La operación de impacto se llevó a cabo el domingo 15 de marzo en el sector Los Bajos, municipio de Choloma, departamento de Cortés, zona norte del país. El operativo involucró a agentes de la DNPA, el Comando de Operaciones Especiales (COE) de la Dirección Nacional de Fuerzas Especiales (DNFE), la Dirección Nacional de Prevención y Seguridad Comunitaria (DNPSC), y contó con la dirección y acompañamiento del Ministerio Público.

Durante la acción, se produjo un enfrentamiento armado cuando los presuntos delincuentes abrieron fuego contra los agentes. En respuesta, siguiendo los protocolos del Manual del Uso de la Fuerza, la policía repelió el ataque. Como resultado, uno de los supuestos miembros de la banda resultó herido y posteriormente falleció (su identidad aún se encuentra en proceso de confirmación). Tres personas fueron capturadas, entre ellas el supuesto cabecilla Orellana Guzmán.
En el lugar se decomisó un importante arsenal: ocho armas largas de uso prohibido, 60 cargadores, cuatro paquetes con supuesta cocaína, 10 chalecos antibalas, cascos balísticos y dos vehículos tipo Rhino. Las autoridades indicaron que «La Kleibona» mantenía bajo terror a los pobladores de la zona, dedicada principalmente a asesinatos, narcotráfico y otras actividades ilícitas.

Orellana Guzmán tenía una orden de captura pendiente por el delito de asesinato, entre otros. Tras su detención, fue trasladado bajo custodia para recibir atención médica debido a heridas sufridas en el enfrentamiento. Posteriormente, fue remitido a una cárcel de máxima seguridad y presentado a audiencia de declaración de imputado ante las autoridades judiciales en San Pedro Sula.

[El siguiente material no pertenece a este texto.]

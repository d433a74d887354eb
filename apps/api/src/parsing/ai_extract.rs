//! AI Extraction Adapter — asks the hosted model for the job fields.
//!
//! `AppState` holds an `Arc<dyn AiExtractor>`; the default backend is
//! `HostedModelExtractor`, tests swap in stubs.

use async_trait::async_trait;
use serde_json::{Map, Value};

use crate::llm_client::prompts::JSON_ONLY_INSTRUCTION;
use crate::llm_client::{LlmClient, LlmError};
use crate::parsing::prompts::{JOB_EXTRACTION_PROMPT, PROMPT_TEXT_LIMIT};

/// Model-backed field extraction. Implementations return whatever partial
/// object they found; an empty object is a valid answer.
#[async_trait]
pub trait AiExtractor: Send + Sync {
    async fn extract(&self, text: &str) -> Result<Map<String, Value>, LlmError>;
}

/// Extractor backed by the hosted text-generation endpoint.
pub struct HostedModelExtractor {
    llm: LlmClient,
}

impl HostedModelExtractor {
    pub fn new(llm: LlmClient) -> Self {
        Self { llm }
    }
}

#[async_trait]
impl AiExtractor for HostedModelExtractor {
    async fn extract(&self, text: &str) -> Result<Map<String, Value>, LlmError> {
        let prompt = build_prompt(text);
        self.llm.generate_json_object(&prompt).await
    }
}

/// Fills the extraction template with at most `PROMPT_TEXT_LIMIT` characters
/// of `text`.
pub fn build_prompt(text: &str) -> String {
    let excerpt: String = text.chars().take(PROMPT_TEXT_LIMIT).collect();
    JOB_EXTRACTION_PROMPT
        .replace("{json_only}", JSON_ONLY_INSTRUCTION)
        .replace("{text}", &excerpt)
}
use anyhow::{Context, Result};
use sqlx::postgres::PgPoolOptions;
use sqlx::PgPool;
use tracing::info;

/// Creates and returns a PostgreSQL connection pool.
pub async fn create_pool(database_url: &str) -> Result<PgPool> {
    info!("Connecting to PostgreSQL...");

    let pool = PgPoolOptions::new()
        .max_connections(10)
        .connect(database_url)
        .await
        .context("Failed to connect to PostgreSQL")?;

    info!("PostgreSQL connection pool established");
    Ok(pool)
}
//! Field Extractor — pulls job fields out of unstructured text with the
//! ordered regex lists in `patterns`. First match wins; nothing is overwritten.

use regex::Regex;
use serde::Serialize;
use serde_json::{Map, Value};

use crate::parsing::normalize::normalize_date;
use crate::parsing::parsed_job::JobType;
use crate::parsing::patterns::{
    CLIENT_COMPANY, CLIENT_NAME, DEADLINE, DESCRIPTION, DURATION_HOURS, EMAIL, INTERPRETING,
    LABEL_PREFIX, LANGUAGE_PAIR, RATE_PER_HOUR, RATE_PER_WORD, SENTENCE_BREAK, SOURCE_LANGUAGE,
    TARGET_LANGUAGE, WORD_COUNT,
};

const MIN_SENTENCE_CHARS: usize = 20;
const DESCRIPTION_FALLBACK_CHARS: usize = 200;

/// Partial field set produced by pattern matching. Unset fields are omitted
/// when serialized so the normalizer applies its defaults.
#[derive(Debug, Clone, Default, PartialEq, Serialize)]
pub struct ExtractedFields {
    #[serde(skip_serializing_if = "Option::is_none")]
    pub client_name: Option<String>,
    #[serde(skip_serializing_if = "Option::is_none")]
    pub client_email: Option<String>,
    #[serde(skip_serializing_if = "Option::is_none")]
    pub client_company: Option<String>,
    #[serde(rename = "type")]
    pub job_type: JobType,
    #[serde(skip_serializing_if = "Option::is_none")]
    pub description: Option<String>,
    #[serde(skip_serializing_if = "Option::is_none")]
    pub source_language: Option<String>,
    #[serde(skip_serializing_if = "Option::is_none")]
    pub target_language: Option<String>,
    #[serde(skip_serializing_if = "Option::is_none")]
    pub word_count: Option<u64>,
    #[serde(skip_serializing_if = "Option::is_none")]
    pub rate_per_word: Option<f64>,
    #[serde(skip_serializing_if = "Option::is_none")]
    pub duration_hours: Option<f64>,
    #[serde(skip_serializing_if = "Option::is_none")]
    pub rate_per_hour: Option<f64>,
    #[serde(skip_serializing_if = "Option::is_none")]
    pub deadline: Option<String>,
}

impl ExtractedFields {
    /// JSON object view, the shape the normalizer consumes.
    pub fn into_object(self) -> Map<String, Value> {
        match serde_json::to_value(self) {
            Ok(Value::Object(map)) => map,
            _ => Map::new(),
        }
    }
}

/// Runs every field category over `text`. Never fails; fields without a
/// match stay `None`.
pub fn extract_fields(text: &str) -> ExtractedFields {
    let (pair_source, pair_target) = language_pair(text);

    ExtractedFields {
        client_name: first_capture(&CLIENT_NAME, text),
        client_email: EMAIL.find(text).map(|m| m.as_str().to_string()),
        client_company: first_capture(&CLIENT_COMPANY, text),
        job_type: if INTERPRETING.is_match(text) {
            JobType::Interpreting
        } else {
            JobType::Translation
        },
        description: description(text),
        source_language: pair_source.or_else(|| first_capture(&SOURCE_LANGUAGE, text)),
        target_language: pair_target.or_else(|| first_capture(&TARGET_LANGUAGE, text)),
        word_count: first_parsed(&WORD_COUNT, text, parse_count),
        rate_per_word: first_parsed(&RATE_PER_WORD, text, parse_decimal),
        duration_hours: first_parsed(&DURATION_HOURS, text, parse_decimal),
        rate_per_hour: first_parsed(&RATE_PER_HOUR, text, parse_decimal),
        deadline: first_parsed(&DEADLINE, text, normalize_date),
    }
}

/// First non-blank capture group 1 across `patterns`, in order.
fn first_capture(patterns: &[Regex], text: &str) -> Option<String> {
    patterns.iter().find_map(|re| {
        re.captures(text)
            .and_then(|caps| caps.get(1))
            .map(|m| m.as_str().trim().to_string())
            .filter(|s| !s.is_empty())
    })
}

/// Like `first_capture`, but only a capture that parses counts as a match.
fn first_parsed<T>(patterns: &[Regex], text: &str, parse: impl Fn(&str) -> Option<T>) -> Option<T> {
    patterns.iter().find_map(|re| {
        re.captures_iter(text)
            .filter_map(|caps| caps.get(1))
            .find_map(|m| parse(m.as_str().trim()))
    })
}

fn language_pair(text: &str) -> (Option<String>, Option<String>) {
    LANGUAGE_PAIR
        .iter()
        .find_map(|re| {
            let caps = re.captures(text)?;
            Some((
                Some(caps.get(1)?.as_str().to_string()),
                Some(caps.get(2)?.as_str().to_string()),
            ))
        })
        .unwrap_or((None, None))
}

fn description(text: &str) -> Option<String> {
    if let Some(labelled) = first_capture(&DESCRIPTION, text) {
        return Some(labelled);
    }

    let sentence = SENTENCE_BREAK
        .split(text)
        .map(str::trim)
        .find(|s| s.chars().count() > MIN_SENTENCE_CHARS && !LABEL_PREFIX.is_match(s));
    if let Some(sentence) = sentence {
        return Some(sentence.to_string());
    }

    let head: String = text.trim().chars().take(DESCRIPTION_FALLBACK_CHARS).collect();
    (!head.is_empty()).then_some(head)
}

/// Parses a count such as `2000`, `2,000` or `12.500` (dot as thousands
/// separator). Anything with a real fractional part is rejected.
fn parse_count(raw: &str) -> Option<u64> {
    let mut groups = raw.split([',', '.']);
    let head = groups.next()?;
    let mut digits = head.to_string();
    for group in groups {
        if group.len() != 3 {
            return None;
        }
        digits.push_str(group);
    }
    digits.parse().ok()
}

fn parse_decimal(raw: &str) -> Option<f64> {
    raw.parse::<f64>().ok().filter(|v| v.is_finite())
}
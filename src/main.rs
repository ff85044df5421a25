mod cli;

use anyhow::{Context, Result};
use clap::Parser;
use serde::Serialize;
use tracing_subscriber::EnvFilter;

use cli::{Cli, Commands};
use combined_sources::prelude::*;

fn print_json<T: Serialize + ?Sized>(value: &T) -> Result<()> {
    println!("{}", serde_json::to_string_pretty(value)?);
    Ok(())
}

#[tokio::main]
async fn main() -> Result<()> {
    tracing_subscriber::fmt()
        .with_env_filter(EnvFilter::try_from_default_env().unwrap_or_else(|_| EnvFilter::new("warn")))
        .with_writer(std::io::stderr)
        .init();

    let cli = Cli::parse();
    let config = Config::load(cli.config.as_deref())?;
    let agg = Aggregator::new(&config).context("failed to build sources")?;

    match cli.command {
        Commands::Home => {
            let sink = |section: HomeSection| {
                if let Ok(json) = serde_json::to_string(&section) {
                    println!("{}", json);
                }
            };
            agg.home_sections(&sink).await;
        }
        Commands::Search { query, source, page } => {
            let mut request = SearchRequest::title(query);
            if let Some(tag) = source {
                request = request.with_tag(Tag::new(tag.as_str(), tag.display_name()));
            }
            let token = page.map(|page| PageToken { page });
            print_json(&agg.search(&request, token).await?)?;
        }
        Commands::Details { id } => print_json(&agg.manga_details(&id).await?)?,
        Commands::Chapters { id } => print_json(&agg.chapters(&id).await?)?,
        Commands::Pages { manga_id, chapter_id } => {
            print_json(&agg.chapter_details(&manga_id, &chapter_id).await?)?
        }
        Commands::Tags => print_json(&agg.search_tags().await)?,
        Commands::Share { id } => println!("{}", agg.share_url(&id)?),
        Commands::Info => print_json(&SOURCE_INFO)?,
    }
    Ok(())
}
pub mod aggregator;
pub mod config;
pub mod error;
pub mod host;
pub mod html;
pub mod ids;
pub mod info;
pub mod parse;
pub mod sources;
pub mod types;

// --- Library API for embedding ---

/// Convenience re-exports for embedders.
pub mod prelude {
    pub use crate::aggregator::Aggregator;
    pub use crate::config::Config;
    pub use crate::error::{Error, Result};
    pub use crate::host::{HttpRequester, Method, Request, Requester, Response, RETRY_BUDGET};
    pub use crate::ids::SourceTag;
    pub use crate::info::SOURCE_INFO;
    pub use crate::sources::{SectionSink, SiteSource, Source};
    pub use crate::types::{
        Chapter, ChapterDetails, HomeSection, HomeSectionType, LanguageCode, MangaDetails, MangaStatus, PageToken,
        PagedResults, SearchRequest, Tag, TagSection, Tile,
    };
}

pub use aggregator::Aggregator;
pub use error::{Error, Result};
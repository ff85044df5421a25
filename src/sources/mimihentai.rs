use crate::ids::SourceTag;
use crate::sources::{
    ChapterRule, DetailRule, PageRule, SearchRule, SectionRule, SiteConfig, StatusRule, TagRule, TileRule,
};
use crate::types::{HomeSectionType, LanguageCode, MangaStatus, Tag, TagSection};

pub const BASE_URL: &str = "https://mimihentai.com";

// the site serves eager `src` on listings
const IMAGE_ATTRS: &[&str] = &["src"];

pub fn config() -> SiteConfig {
    SiteConfig {
        tag: SourceTag::MimiHentai,
        base_url: BASE_URL.to_string(),
        supports_latest: true,
        cloudflare_bypass: false,
        detail_path: "/truyen/{id}",
        sections: vec![
            SectionRule {
                id: "mimihentai-new",
                title: "MimiHentai - Truyện Mới",
                kind: HomeSectionType::SingleRowNormal,
                path: "/home",
                tiles: TileRule {
                    container: ".truyen-moi .card",
                    title: ".card-title a",
                    link: ".card-title a",
                    image: "img",
                    image_attrs: IMAGE_ATTRS,
                },
            },
            SectionRule {
                id: "mimihentai-top",
                title: "MimiHentai - TOP 3",
                kind: HomeSectionType::Featured,
                path: "/home",
                tiles: TileRule {
                    container: ".top-3 .card",
                    title: ".card-title",
                    link: "a",
                    image: "img",
                    image_attrs: IMAGE_ATTRS,
                },
            },
        ],
        detail: DetailRule {
            title: ".manga-title",
            description: ".manga-description",
            cover: ".manga-cover img",
            cover_attrs: IMAGE_ATTRS,
            status: StatusRule::Fixed(MangaStatus::Ongoing),
            author: Some(".manga-author"),
            artist: Some(".manga-artist"),
            tags: TagRule { section_label: "genres", scope: None, item: ".manga-tags .tag", label: None },
        },
        chapters: ChapterRule::Listed {
            row: ".list-chapters .chapter-item",
            link: "a",
            time: ".chapter-time",
            lang: LanguageCode::Vietnamese,
        },
        pages: PageRule::Images {
            path: "/truyen/{id}/{chapter}",
            selector: ".reading-content img",
            attrs: &["data-src", "src"],
        },
        search: SearchRule {
            path: "/tim-kiem",
            tiles: TileRule {
                container: ".search-results .manga-item",
                title: ".manga-title a",
                link: ".manga-title a",
                image: "img",
                image_attrs: IMAGE_ATTRS,
            },
            next: ".pagination .next",
        },
        search_tags,
    }
}

fn search_tags() -> Vec<TagSection> {
    vec![TagSection {
        id: "genres".to_string(),
        label: "Thể loại".to_string(),
        tags: vec![
            Tag::new("big-boobs", "Big Boobs"),
            Tag::new("ahegao", "Ahegao"),
            Tag::new("bondage", "Bondage"),
            Tag::new("vanilla", "Vanilla"),
            Tag::new("ntr", "NTR"),
        ],
    }]
}
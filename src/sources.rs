//! Backend adapters.
//!
//! Every upstream site is a [`SiteSource`]: one generic extractor driven by a
//! [`SiteConfig`] table of paths and selectors. Site-specific behaviour that is
//! not just a different selector (synthetic chapters, page URLs derived from
//! thumbnail links) is expressed as a policy enum in the table.

pub mod mimihentai;
pub mod nhentai;
pub mod truyengg;

use std::sync::Arc;

use async_trait::async_trait;
use chrono::Utc;
use futures::future::join_all;
use scraper::{ElementRef, Html};
use tracing::{debug, warn};
use url::Url;

use crate::error::Result;
use crate::host::{Request, Requester, RETRY_BUDGET};
use crate::html::{
    attr_of, element_text, exists, first_attr, first_attr_within, parse, select_all, select_within, text_of,
    text_within,
};
use crate::ids::{self, SourceTag};
use crate::parse::{chapter_number, last_segment, relative_time};
use crate::types::{
    Chapter, ChapterDetails, HomeSection, HomeSectionType, LanguageCode, MangaDetails, MangaStatus, PageToken,
    PagedResults, SearchRequest, Tag, TagSection, Tile,
};

/// Receives home sections; called from concurrently resolving fetches.
pub type SectionSink<'a> = dyn Fn(HomeSection) + Send + Sync + 'a;

const UNKNOWN: &str = "Unknown";

#[async_trait]
pub trait Source: Send + Sync {
    fn tag(&self) -> SourceTag;

    fn name(&self) -> &'static str {
        self.tag().display_name()
    }

    fn share_url(&self, manga_id: &str) -> String;

    fn supports_latest(&self) -> bool {
        false
    }

    /// Request the host must complete to pass the site's anti-bot challenge.
    fn bypass_request(&self) -> Option<Request> {
        None
    }

    /// Emits every section empty first, then each populated one as its fetch completes.
    async fn home_sections(&self, sink: &SectionSink<'_>);

    async fn manga_details(&self, manga_id: &str) -> Result<MangaDetails>;

    async fn chapters(&self, manga_id: &str) -> Result<Vec<Chapter>>;

    async fn chapter_details(&self, manga_id: &str, chapter_id: &str) -> Result<ChapterDetails>;

    async fn search(&self, query: &SearchRequest, token: Option<PageToken>) -> Result<PagedResults<Tile>>;

    async fn search_tags(&self) -> Vec<TagSection>;
}

// --- site tables ---

/// How to turn a listing container into a [`Tile`].
#[derive(Debug, Clone)]
pub struct TileRule {
    pub container: &'static str,
    pub title: &'static str,
    /// Element whose `href` carries the native id.
    pub link: &'static str,
    pub image: &'static str,
    pub image_attrs: &'static [&'static str],
}

#[derive(Debug, Clone)]
pub struct SectionRule {
    pub id: &'static str,
    pub title: &'static str,
    pub kind: HomeSectionType,
    pub path: &'static str,
    pub tiles: TileRule,
}

impl SectionRule {
    fn empty_section(&self) -> HomeSection {
        HomeSection { id: self.id.to_string(), title: self.title.to_string(), kind: self.kind, items: Vec::new() }
    }
}

#[derive(Debug, Clone)]
pub enum StatusRule {
    Fixed(MangaStatus),
    /// Completed when the lower-cased text contains any marker.
    Text { selector: &'static str, completed: &'static [&'static str] },
}

/// Restricts tag lookup to containers whose text contains a marker.
#[derive(Debug, Clone)]
pub struct TagScope {
    pub container: &'static str,
    pub contains: &'static str,
}

#[derive(Debug, Clone)]
pub struct TagRule {
    pub section_label: &'static str,
    pub scope: Option<TagScope>,
    pub item: &'static str,
    /// Child holding the label; the item's own text when `None`.
    pub label: Option<&'static str>,
}

#[derive(Debug, Clone)]
pub struct DetailRule {
    pub title: &'static str,
    pub description: &'static str,
    pub cover: &'static str,
    pub cover_attrs: &'static [&'static str],
    pub status: StatusRule,
    pub author: Option<&'static str>,
    pub artist: Option<&'static str>,
    pub tags: TagRule,
}

#[derive(Debug, Clone)]
pub enum ChapterRule {
    /// One chapter per row on the detail page.
    Listed { row: &'static str, link: &'static str, time: &'static str, lang: LanguageCode },
    /// The site has no chapters; the item itself is the only one.
    Single { name: &'static str, lang: LanguageCode },
}

#[derive(Debug, Clone)]
pub enum PageRule {
    /// Image nodes on the reading page at `path` (`{id}` and `{chapter}` are
    /// native ids), attributes tried in order.
    Images { path: &'static str, selector: &'static str, attrs: &'static [&'static str] },
    /// Thumbnail links on the detail page; each link's file stem is a page
    /// number under `<cdn>/galleries/<id>/`.
    Gallery { links: &'static str, cdn: &'static str },
}

#[derive(Debug, Clone)]
pub struct SearchRule {
    pub path: &'static str,
    pub tiles: TileRule,
    pub next: &'static str,
}

#[derive(Debug, Clone)]
pub struct SiteConfig {
    pub tag: SourceTag,
    pub base_url: String,
    pub supports_latest: bool,
    pub cloudflare_bypass: bool,
    /// Detail page path; `{id}` is the native id.
    pub detail_path: &'static str,
    pub sections: Vec<SectionRule>,
    pub detail: DetailRule,
    pub chapters: ChapterRule,
    pub pages: PageRule,
    pub search: SearchRule,
    pub search_tags: fn() -> Vec<TagSection>,
}

impl SiteConfig {
    pub fn with_base_url(mut self, base_url: Option<&str>) -> Self {
        if let Some(url) = base_url {
            self.base_url = url.trim_end_matches('/').to_string();
        }
        self
    }

    fn url(&self, path: &str) -> String {
        format!("{}{}", self.base_url, path)
    }

    fn detail_url(&self, native_id: &str) -> String {
        self.url(&self.detail_path.replace("{id}", native_id))
    }

    fn chapter_url(&self, path: &str, native_manga: &str, native_chapter: &str) -> String {
        self.url(&path.replace("{id}", native_manga).replace("{chapter}", native_chapter))
    }
}

// --- generic adapter ---

pub struct SiteSource {
    config: SiteConfig,
    requester: Arc<dyn Requester>,
    retries: u32,
}

impl SiteSource {
    pub fn new(config: SiteConfig, requester: Arc<dyn Requester>) -> Self {
        Self { config, requester, retries: RETRY_BUDGET }
    }

    pub fn with_retries(mut self, retries: u32) -> Self {
        self.retries = retries;
        self
    }

    pub fn config(&self) -> &SiteConfig {
        &self.config
    }

    async fn fetch(&self, url: &str) -> Result<String> {
        debug!(source = %self.config.tag, url, "scheduling request");
        let resp = self.requester.schedule(&Request::get(url), self.retries).await?;
        Ok(resp.data)
    }

    fn native<'a>(&self, id: &'a str) -> &'a str {
        ids::strip(id, self.config.tag)
    }

    fn namespaced(&self, id: &str) -> String {
        ids::prefix(self.native(id), self.config.tag)
    }
}

#[async_trait]
impl Source for SiteSource {
    fn tag(&self) -> SourceTag {
        self.config.tag
    }

    fn share_url(&self, manga_id: &str) -> String {
        self.config.detail_url(self.native(manga_id))
    }

    fn supports_latest(&self) -> bool {
        self.config.supports_latest
    }

    fn bypass_request(&self) -> Option<Request> {
        self.config.cloudflare_bypass.then(|| Request::get(self.config.base_url.clone()))
    }

    async fn home_sections(&self, sink: &SectionSink<'_>) {
        let rules = &self.config.sections;
        for rule in rules {
            sink(rule.empty_section());
        }

        let fetches = rules.iter().map(|rule| async move {
            match self.fetch(&self.config.url(rule.path)).await {
                Ok(body) => {
                    let mut section = rule.empty_section();
                    section.items = extract_tiles(&parse(&body), &rule.tiles, self.config.tag);
                    sink(section);
                }
                Err(e) => warn!(source = %self.config.tag, section = rule.id, error = %e, "home section failed"),
            }
        });
        join_all(fetches).await;
    }

    async fn manga_details(&self, manga_id: &str) -> Result<MangaDetails> {
        let body = self.fetch(&self.config.detail_url(self.native(manga_id))).await?;
        Ok(extract_details(&parse(&body), &self.config, self.namespaced(manga_id)))
    }

    async fn chapters(&self, manga_id: &str) -> Result<Vec<Chapter>> {
        let manga_id = self.namespaced(manga_id);
        match &self.config.chapters {
            ChapterRule::Single { name, lang } => Ok(vec![Chapter {
                id: manga_id.clone(),
                manga_id,
                chap_num: 1.0,
                lang_code: *lang,
                name: name.to_string(),
                time: Utc::now(),
                volume: 0.0,
            }]),
            ChapterRule::Listed { row, link, time, lang } => {
                let body = self.fetch(&self.config.detail_url(self.native(&manga_id))).await?;
                let rows = ChapterRows { row: *row, link: *link, time: *time, lang: *lang };
                Ok(extract_chapters(&parse(&body), &rows, self.config.tag, &manga_id))
            }
        }
    }

    async fn chapter_details(&self, manga_id: &str, chapter_id: &str) -> Result<ChapterDetails> {
        let manga = self.native(manga_id);
        let chapter = self.native(chapter_id);
        let pages = match &self.config.pages {
            PageRule::Images { path, selector, attrs } => {
                let body = self.fetch(&self.config.chapter_url(path, manga, chapter)).await?;
                extract_images(&parse(&body), selector, attrs)
            }
            PageRule::Gallery { links, cdn } => {
                let body = self.fetch(&self.config.detail_url(manga)).await?;
                extract_gallery(&parse(&body), links, cdn, manga)
            }
        };
        Ok(ChapterDetails {
            id: self.namespaced(chapter_id),
            manga_id: self.namespaced(manga_id),
            pages,
            long_strip: false,
        })
    }

    async fn search(&self, query: &SearchRequest, token: Option<PageToken>) -> Result<PagedResults<Tile>> {
        let page = PageToken::page_or_first(token);
        let mut url = Url::parse(&self.config.url(self.config.search.path))?;
        url.query_pairs_mut()
            .append_pair("q", query.title.as_deref().unwrap_or(""))
            .append_pair("page", &page.to_string());

        let body = self.fetch(url.as_str()).await?;
        let doc = parse(&body);
        let results = extract_tiles(&doc, &self.config.search.tiles, self.config.tag);
        let next = if exists(&doc, self.config.search.next) { PageToken::after(page) } else { None };
        Ok(PagedResults { results, next })
    }

    async fn search_tags(&self) -> Vec<TagSection> {
        (self.config.search_tags)()
    }
}

// --- extraction ---

fn native_id_from(el: ElementRef<'_>) -> Option<String> {
    attr_of(el, &["href"]).as_deref().and_then(last_segment).map(str::to_string)
}

/// Tiles missing an id or a title are dropped.
pub(crate) fn extract_tiles(doc: &Html, rule: &TileRule, tag: SourceTag) -> Vec<Tile> {
    select_all(doc, rule.container)
        .into_iter()
        .filter_map(|container| {
            let title = text_within(container, rule.title);
            let id = select_within(container, rule.link).into_iter().next().and_then(native_id_from)?;
            if title.is_empty() {
                return None;
            }
            Some(Tile {
                id: ids::prefix(&id, tag),
                title,
                image: first_attr_within(container, rule.image, rule.image_attrs).unwrap_or_default(),
                subtitle: tag.display_name().to_string(),
            })
        })
        .collect()
}

pub(crate) fn extract_details(doc: &Html, config: &SiteConfig, id: String) -> MangaDetails {
    let rule = &config.detail;
    let status = match &rule.status {
        StatusRule::Fixed(s) => *s,
        StatusRule::Text { selector, completed } => {
            let text = text_of(doc, selector).to_lowercase();
            if completed.iter().any(|m| text.contains(m)) { MangaStatus::Completed } else { MangaStatus::Ongoing }
        }
    };
    let person = |sel: Option<&str>| {
        sel.map(|s| text_of(doc, s)).filter(|s| !s.is_empty()).unwrap_or_else(|| UNKNOWN.to_string())
    };

    MangaDetails {
        id,
        titles: vec![text_of(doc, rule.title)],
        image: first_attr(doc, rule.cover, rule.cover_attrs).unwrap_or_default(),
        status,
        author: person(rule.author),
        artist: person(rule.artist),
        desc: text_of(doc, rule.description),
        tags: vec![extract_tags(doc, &rule.tags)],
        source: config.tag.display_name().to_string(),
    }
}

/// Tags without an href-derived id or a label are dropped.
pub(crate) fn extract_tags(doc: &Html, rule: &TagRule) -> TagSection {
    let items: Vec<ElementRef<'_>> = match &rule.scope {
        Some(scope) => select_all(doc, scope.container)
            .into_iter()
            .filter(|c| element_text(*c).contains(scope.contains))
            .flat_map(|c| select_within(c, rule.item))
            .collect(),
        None => select_all(doc, rule.item),
    };

    let tags = items
        .into_iter()
        .filter_map(|item| {
            let label = match rule.label {
                Some(sel) => text_within(item, sel),
                None => element_text(item).trim().to_string(),
            };
            let id = native_id_from(item)?;
            (!label.is_empty()).then(|| Tag::new(id, label))
        })
        .collect();

    TagSection { id: "0".to_string(), label: rule.section_label.to_string(), tags }
}

struct ChapterRows<'a> {
    row: &'a str,
    link: &'a str,
    time: &'a str,
    lang: LanguageCode,
}

fn extract_chapters(doc: &Html, rows: &ChapterRows<'_>, tag: SourceTag, manga_id: &str) -> Vec<Chapter> {
    let now = Utc::now();
    select_all(doc, rows.row)
        .into_iter()
        .filter_map(|row| {
            let link = select_within(row, rows.link).into_iter().next()?;
            let name = element_text(link).trim().to_string();
            let id = native_id_from(link)?;
            let time_text = text_within(row, rows.time);
            let time = if time_text.is_empty() { now } else { relative_time(&time_text, now) };
            Some(Chapter {
                id: ids::prefix(&id, tag),
                manga_id: manga_id.to_string(),
                chap_num: chapter_number(&name),
                lang_code: rows.lang,
                name,
                time,
                volume: 0.0,
            })
        })
        .collect()
}

fn extract_images(doc: &Html, selector: &str, attrs: &[&str]) -> Vec<String> {
    select_all(doc, selector).into_iter().filter_map(|img| attr_of(img, attrs)).collect()
}

fn extract_gallery(doc: &Html, links: &str, cdn: &str, gallery: &str) -> Vec<String> {
    select_all(doc, links)
        .into_iter()
        .filter_map(|a| {
            let href = attr_of(a, &["href"])?;
            let stem = last_segment(&href)?.split('.').next().filter(|s| !s.is_empty())?.to_string();
            Some(format!("{}/galleries/{}/{}.jpg", cdn, gallery, stem))
        })
        .collect()
}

La Policía Nacional calificó el operativo como un «fuerte golpe» a la estructura criminal, destacando que representa un avance significativo en la lucha contra el crimen organizado en la zona norte. Las investigaciones continúan para determinar vínculos adicionales y posibles otros miembros de la banda.
Este hecho se da en un contexto de alta violencia en Cortés, donde bandas como «La Kleibona» y la MS-13 disputan territorios, como se evidenció en enfrentamientos previos en áreas como Urraco Pueblo y La Fragua.
Las autoridades instaron a la población a continuar denunciando actividades sospechosas para fortalecer las operaciones de seguridad.